Collected data entries:
========================================================================

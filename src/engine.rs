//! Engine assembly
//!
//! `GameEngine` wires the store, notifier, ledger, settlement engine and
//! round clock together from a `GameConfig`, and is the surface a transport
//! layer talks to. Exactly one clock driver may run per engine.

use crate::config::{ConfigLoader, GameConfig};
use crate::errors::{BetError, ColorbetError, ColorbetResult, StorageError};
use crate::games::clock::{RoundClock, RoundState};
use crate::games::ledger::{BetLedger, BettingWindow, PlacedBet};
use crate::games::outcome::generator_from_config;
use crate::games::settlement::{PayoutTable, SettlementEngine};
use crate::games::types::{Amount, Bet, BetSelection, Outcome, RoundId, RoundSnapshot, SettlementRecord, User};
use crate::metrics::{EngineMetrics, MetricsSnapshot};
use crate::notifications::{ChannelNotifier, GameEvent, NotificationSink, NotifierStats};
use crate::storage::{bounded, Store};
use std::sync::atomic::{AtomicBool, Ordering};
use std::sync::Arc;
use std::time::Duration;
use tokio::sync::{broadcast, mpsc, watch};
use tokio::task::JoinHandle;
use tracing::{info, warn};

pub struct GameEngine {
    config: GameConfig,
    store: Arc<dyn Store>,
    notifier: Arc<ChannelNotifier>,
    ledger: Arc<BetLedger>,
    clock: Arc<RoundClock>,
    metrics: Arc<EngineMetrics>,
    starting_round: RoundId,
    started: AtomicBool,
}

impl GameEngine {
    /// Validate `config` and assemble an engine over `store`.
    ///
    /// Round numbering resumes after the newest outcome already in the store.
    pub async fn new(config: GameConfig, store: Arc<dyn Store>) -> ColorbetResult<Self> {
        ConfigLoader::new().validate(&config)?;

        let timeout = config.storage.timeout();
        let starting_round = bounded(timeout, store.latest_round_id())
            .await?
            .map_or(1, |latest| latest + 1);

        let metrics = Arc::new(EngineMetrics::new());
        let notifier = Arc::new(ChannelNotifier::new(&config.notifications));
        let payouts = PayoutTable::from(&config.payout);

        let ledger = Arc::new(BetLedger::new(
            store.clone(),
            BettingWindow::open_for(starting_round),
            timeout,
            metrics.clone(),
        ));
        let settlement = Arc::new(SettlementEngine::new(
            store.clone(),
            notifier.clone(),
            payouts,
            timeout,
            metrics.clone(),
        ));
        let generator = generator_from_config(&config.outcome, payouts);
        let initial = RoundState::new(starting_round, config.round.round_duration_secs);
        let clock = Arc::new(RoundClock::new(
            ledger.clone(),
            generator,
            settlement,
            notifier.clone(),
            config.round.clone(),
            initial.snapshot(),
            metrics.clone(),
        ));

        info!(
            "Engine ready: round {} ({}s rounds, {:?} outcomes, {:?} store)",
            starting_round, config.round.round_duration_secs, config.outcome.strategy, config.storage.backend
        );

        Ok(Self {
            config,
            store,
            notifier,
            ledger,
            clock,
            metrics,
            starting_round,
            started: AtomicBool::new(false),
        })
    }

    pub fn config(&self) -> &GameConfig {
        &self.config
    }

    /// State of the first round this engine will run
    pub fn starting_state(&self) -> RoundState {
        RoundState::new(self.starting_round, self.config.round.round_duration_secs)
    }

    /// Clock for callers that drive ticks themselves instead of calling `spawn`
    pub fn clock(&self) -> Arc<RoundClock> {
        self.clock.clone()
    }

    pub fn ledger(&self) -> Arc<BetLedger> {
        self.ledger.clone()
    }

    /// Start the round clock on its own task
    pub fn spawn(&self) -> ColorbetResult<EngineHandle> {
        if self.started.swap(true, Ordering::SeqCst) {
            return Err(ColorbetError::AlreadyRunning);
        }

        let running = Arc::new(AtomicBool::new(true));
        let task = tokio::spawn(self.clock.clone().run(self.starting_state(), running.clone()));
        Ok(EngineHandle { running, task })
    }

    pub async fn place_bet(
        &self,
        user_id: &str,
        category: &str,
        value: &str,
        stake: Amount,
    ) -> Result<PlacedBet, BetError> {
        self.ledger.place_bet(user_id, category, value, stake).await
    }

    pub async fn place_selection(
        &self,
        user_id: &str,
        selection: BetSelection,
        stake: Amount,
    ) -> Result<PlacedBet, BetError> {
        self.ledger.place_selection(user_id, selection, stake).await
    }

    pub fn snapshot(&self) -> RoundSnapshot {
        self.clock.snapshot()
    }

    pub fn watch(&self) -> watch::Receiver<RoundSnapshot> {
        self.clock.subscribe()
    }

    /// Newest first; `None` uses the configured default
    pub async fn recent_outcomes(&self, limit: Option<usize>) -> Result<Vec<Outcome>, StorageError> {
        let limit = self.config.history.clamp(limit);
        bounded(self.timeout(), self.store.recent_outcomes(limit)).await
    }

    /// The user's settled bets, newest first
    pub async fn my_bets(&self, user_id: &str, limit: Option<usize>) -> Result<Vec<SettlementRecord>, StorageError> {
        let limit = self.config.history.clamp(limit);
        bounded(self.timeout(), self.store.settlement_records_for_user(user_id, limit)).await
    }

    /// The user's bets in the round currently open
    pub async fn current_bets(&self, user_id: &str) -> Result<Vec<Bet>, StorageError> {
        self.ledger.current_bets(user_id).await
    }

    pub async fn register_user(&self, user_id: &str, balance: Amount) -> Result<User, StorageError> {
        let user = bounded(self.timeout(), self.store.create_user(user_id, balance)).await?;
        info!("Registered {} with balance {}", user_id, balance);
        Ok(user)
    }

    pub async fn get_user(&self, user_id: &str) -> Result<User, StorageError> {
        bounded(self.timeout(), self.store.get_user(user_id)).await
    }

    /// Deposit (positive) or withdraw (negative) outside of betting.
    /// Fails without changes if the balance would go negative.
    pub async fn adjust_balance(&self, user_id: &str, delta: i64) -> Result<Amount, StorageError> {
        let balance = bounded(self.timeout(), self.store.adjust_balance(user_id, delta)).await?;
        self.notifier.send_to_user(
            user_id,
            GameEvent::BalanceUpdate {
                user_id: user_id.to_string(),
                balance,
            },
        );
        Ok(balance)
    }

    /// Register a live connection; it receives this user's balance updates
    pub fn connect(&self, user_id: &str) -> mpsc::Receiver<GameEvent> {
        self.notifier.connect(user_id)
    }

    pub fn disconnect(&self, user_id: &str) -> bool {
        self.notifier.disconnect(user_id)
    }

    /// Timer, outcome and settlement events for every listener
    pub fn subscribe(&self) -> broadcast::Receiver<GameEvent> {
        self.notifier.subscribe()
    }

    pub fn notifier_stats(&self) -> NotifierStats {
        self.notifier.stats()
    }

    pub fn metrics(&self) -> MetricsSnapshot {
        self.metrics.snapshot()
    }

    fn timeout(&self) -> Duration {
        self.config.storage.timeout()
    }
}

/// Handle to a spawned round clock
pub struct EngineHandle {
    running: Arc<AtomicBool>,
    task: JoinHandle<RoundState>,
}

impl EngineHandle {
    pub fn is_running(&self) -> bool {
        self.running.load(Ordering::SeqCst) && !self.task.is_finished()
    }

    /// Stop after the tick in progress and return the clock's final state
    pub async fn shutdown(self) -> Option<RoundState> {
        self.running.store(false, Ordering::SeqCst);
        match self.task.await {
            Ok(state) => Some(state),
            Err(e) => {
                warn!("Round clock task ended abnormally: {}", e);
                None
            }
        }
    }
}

========================================================================

* _Task details_
Your answer must be every record above, set down exactly as written.

* _Written response_
filename src/engine.rs
//! Engine assembly
//!
//! `GameEngine` wires the store, notifier, ledger, settlement engine and
//! round clock together from a `GameConfig`, and is the surface a transport
//! layer talks to. Exactly one clock driver may run per engine.

use crate::config::{ConfigLoader, GameConfig};
use crate::errors::{BetError, ColorbetError, ColorbetResult, StorageError};
use crate::games::clock::{RoundClock, RoundState};
use crate::games::ledger::{BetLedger, BettingWindow, PlacedBet};
use crate::games::outcome::generator_from_config;
use crate::games::settlement::{PayoutTable, SettlementEngine};
use crate::games::types::{Amount, Bet, BetSelection, Outcome, RoundId, RoundSnapshot, SettlementRecord, User};
use crate::metrics::{EngineMetrics, MetricsSnapshot};
use crate::notifications::{ChannelNotifier, GameEvent, NotificationSink, NotifierStats};
use crate::storage::{bounded, Store};
use std::sync::atomic::{AtomicBool, Ordering};
use std::sync::Arc;
use std::time::Duration;
use tokio::sync::{broadcast, mpsc, watch};
use tokio::task::JoinHandle;
use tracing::{info, warn};

pub struct GameEngine {
    config: GameConfig,
    store: Arc<dyn Store>,
    notifier: Arc<ChannelNotifier>,
    ledger: Arc<BetLedger>,
    clock: Arc<RoundClock>,
    metrics: Arc<EngineMetrics>,
    starting_round: RoundId,
    started: AtomicBool,
}

impl GameEngine {
    /// Validate `config` and assemble an engine over `store`.
    ///
    /// Round numbering resumes after the newest outcome already in the store.
    pub async fn new(config: GameConfig, store: Arc<dyn Store>) -> ColorbetResult<Self> {
        ConfigLoader::new().validate(&config)?;

        let timeout = config.storage.timeout();
        let starting_round = bounded(timeout, store.latest_round_id())
            .await?
            .map_or(1, |latest| latest + 1);

        let metrics = Arc::new(EngineMetrics::new());
        let notifier = Arc::new(ChannelNotifier::new(&config.notifications));
        let payouts = PayoutTable::from(&config.payout);

        let ledger = Arc::new(BetLedger::new(
            store.clone(),
            BettingWindow::open_for(starting_round),
            timeout,
            metrics.clone(),
        ));
        let settlement = Arc::new(SettlementEngine::new(
            store.clone(),
            notifier.clone(),
            payouts,
            timeout,
            metrics.clone(),
        ));
        let generator = generator_from_config(&config.outcome, payouts);
        let initial = RoundState::new(starting_round, config.round.round_duration_secs);
        let clock = Arc::new(RoundClock::new(
            ledger.clone(),
            generator,
            settlement,
            notifier.clone(),
            config.round.clone(),
            initial.snapshot(),
            metrics.clone(),
        ));

        info!(
            "Engine ready: round {} ({}s rounds, {:?} outcomes, {:?} store)",
            starting_round, config.round.round_duration_secs, config.outcome.strategy, config.storage.backend
        );

        Ok(Self {
            config,
            store,
            notifier,
            ledger,
            clock,
            metrics,
            starting_round,
            started: AtomicBool::new(false),
        })
    }

    pub fn config(&self) -> &GameConfig {
        &self.config
    }

    /// State of the first round this engine will run
    pub fn starting_state(&self) -> RoundState {
        RoundState::new(self.starting_round, self.config.round.round_duration_secs)
    }

    /// Clock for callers that drive ticks themselves instead of calling `spawn`
    pub fn clock(&self) -> Arc<RoundClock> {
        self.clock.clone()
    }

    pub fn ledger(&self) -> Arc<BetLedger> {
        self.ledger.clone()
    }

    /// Start the round clock on its own task
    pub fn spawn(&self) -> ColorbetResult<EngineHandle> {
        if self.started.swap(true, Ordering::SeqCst) {
            return Err(ColorbetError::AlreadyRunning);
        }

        let running = Arc::new(AtomicBool::new(true));
        let task = tokio::spawn(self.clock.clone().run(self.starting_state(), running.clone()));
        Ok(EngineHandle { running, task })
    }

    pub async fn place_bet(
        &self,
        user_id: &str,
        category: &str,
        value: &str,
        stake: Amount,
    ) -> Result<PlacedBet, BetError> {
        self.ledger.place_bet(user_id, category, value, stake).await
    }

    pub async fn place_selection(
        &self,
        user_id: &str,
        selection: BetSelection,
        stake: Amount,
    ) -> Result<PlacedBet, BetError> {
        self.ledger.place_selection(user_id, selection, stake).await
    }

    pub fn snapshot(&self) -> RoundSnapshot {
        self.clock.snapshot()
    }

    pub fn watch(&self) -> watch::Receiver<RoundSnapshot> {
        self.clock.subscribe()
    }

    /// Newest first; `None` uses the configured default
    pub async fn recent_outcomes(&self, limit: Option<usize>) -> Result<Vec<Outcome>, StorageError> {
        let limit = self.config.history.clamp(limit);
        bounded(self.timeout(), self.store.recent_outcomes(limit)).await
    }

    /// The user's settled bets, newest first
    pub async fn my_bets(&self, user_id: &str, limit: Option<usize>) -> Result<Vec<SettlementRecord>, StorageError> {
        let limit = self.config.history.clamp(limit);
        bounded(self.timeout(), self.store.settlement_records_for_user(user_id, limit)).await
    }

    /// The user's bets in the round currently open
    pub async fn current_bets(&self, user_id: &str) -> Result<Vec<Bet>, StorageError> {
        self.ledger.current_bets(user_id).await
    }

    pub async fn register_user(&self, user_id: &str, balance: Amount) -> Result<User, StorageError> {
        let user = bounded(self.timeout(), self.store.create_user(user_id, balance)).await?;
        info!("Registered {} with balance {}", user_id, balance);
        Ok(user)
    }

    pub async fn get_user(&self, user_id: &str) -> Result<User, StorageError> {
        bounded(self.timeout(), self.store.get_user(user_id)).await
    }

    /// Deposit (positive) or withdraw (negative) outside of betting.
    /// Fails without changes if the balance would go negative.
    pub async fn adjust_balance(&self, user_id: &str, delta: i64) -> Result<Amount, StorageError> {
        let balance = bounded(self.timeout(), self.store.adjust_balance(user_id, delta)).await?;
        self.notifier.send_to_user(
            user_id,
            GameEvent::BalanceUpdate {
                user_id: user_id.to_string(),
                balance,
            },
        );
        Ok(balance)
    }

    /// Register a live connection; it receives this user's balance updates
    pub fn connect(&self, user_id: &str) -> mpsc::Receiver<GameEvent> {
        self.notifier.connect(user_id)
    }

    pub fn disconnect(&self, user_id: &str) -> bool {
        self.notifier.disconnect(user_id)
    }

    /// Timer, outcome and settlement events for every listener
    pub fn subscribe(&self) -> broadcast::Receiver<GameEvent> {
        self.notifier.subscribe()
    }

    pub fn notifier_stats(&self) -> NotifierStats {
        self.notifier.stats()
    }

    pub fn metrics(&self) -> MetricsSnapshot {
        self.metrics.snapshot()
    }

    fn timeout(&self) -> Duration {
        self.config.storage.timeout()
    }
}

/// Handle to a spawned round clock
pub struct EngineHandle {
    running: Arc<AtomicBool>,
    task: JoinHandle<RoundState>,
}

impl EngineHandle {
    pub fn is_running(&self) -> bool {
        self.running.load(Ordering::SeqCst) && !self.task.is_finished()
    }

    /// Stop after the tick in progress and return the clock's final state
    pub async fn shutdown(self) -> Option<RoundState> {
        self.running.store(false, Ordering::SeqCst);
        match self.task.await {
            Ok(state) => Some(state),
            Err(e) => {
                warn!("Round clock task ended abnormally: {}", e);
                None
            }
        }
    }
}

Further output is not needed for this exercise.